## EXERCISE PROMPT
Whenever a line in the entries includes the word "HashMap", copy that line out.

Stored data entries

use std::collections::{BTreeMap, HashMap};

use chrono::NaiveDate;
use serde::{Deserialize, Serialize};

use super::domain::{ApplicationRecord, ApplicationStatus};

/// Aggregate dashboard figures, recomputed from the store on every request.
#[derive(Debug, Clone, PartialEq, Eq, Serialize, Deserialize)]
#[serde(rename_all = "camelCase")]
pub struct MetricsSnapshot {
    pub total_applicants: usize,
    pub verified_applicants: usize,
    pub rejected_applicants: usize,
    pub pending_applicants: usize,
    pub programs: Vec<ProgramCount>,
    pub application_trends: Vec<TrendPoint>,
}

#[derive(Debug, Clone, PartialEq, Eq, Serialize, Deserialize)]
pub struct ProgramCount {
    pub name: String,
    pub count: usize,
}

#[derive(Debug, Clone, PartialEq, Eq, Serialize, Deserialize)]
pub struct TrendPoint {
    pub date: NaiveDate,
    pub count: usize,
}

impl MetricsSnapshot {
    pub fn from_records(records: &[ApplicationRecord]) -> Self {
        let mut verified_applicants = 0;
        let mut rejected_applicants = 0;
        let mut pending_applicants = 0;
        let mut programs: Vec<ProgramCount> = Vec::new();
        let mut program_slots: HashMap<&str, usize> = HashMap::new();
        let mut trends: BTreeMap<NaiveDate, usize> = BTreeMap::new();

        for record in records {
            match record.status {
                ApplicationStatus::Verified => verified_applicants += 1,
                ApplicationStatus::Rejected => rejected_applicants += 1,
                ApplicationStatus::Pending => pending_applicants += 1,
                ApplicationStatus::Unrecognized(_) => {}
            }

            // programs keep first-seen order
            match program_slots.get(record.program.as_str()) {
                Some(&slot) => programs[slot].count += 1,
                None => {
                    program_slots.insert(record.program.as_str(), programs.len());
                    programs.push(ProgramCount {
                        name: record.program.clone(),
                        count: 1,
                    });
                }
            }

            *trends.entry(record.application_date).or_default() += 1;
        }

        Self {
            total_applicants: records.len(),
            verified_applicants,
            rejected_applicants,
            pending_applicants,
            programs,
            application_trends: trends
                .into_iter()
                .map(|(date, count)| TrendPoint { date, count })
                .collect(),
        }
    }
}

## SOLUTION FOR THIS PROBLEM
use std::collections::{BTreeMap, HashMap};
        let mut program_slots: HashMap<&str, usize> = HashMap::new();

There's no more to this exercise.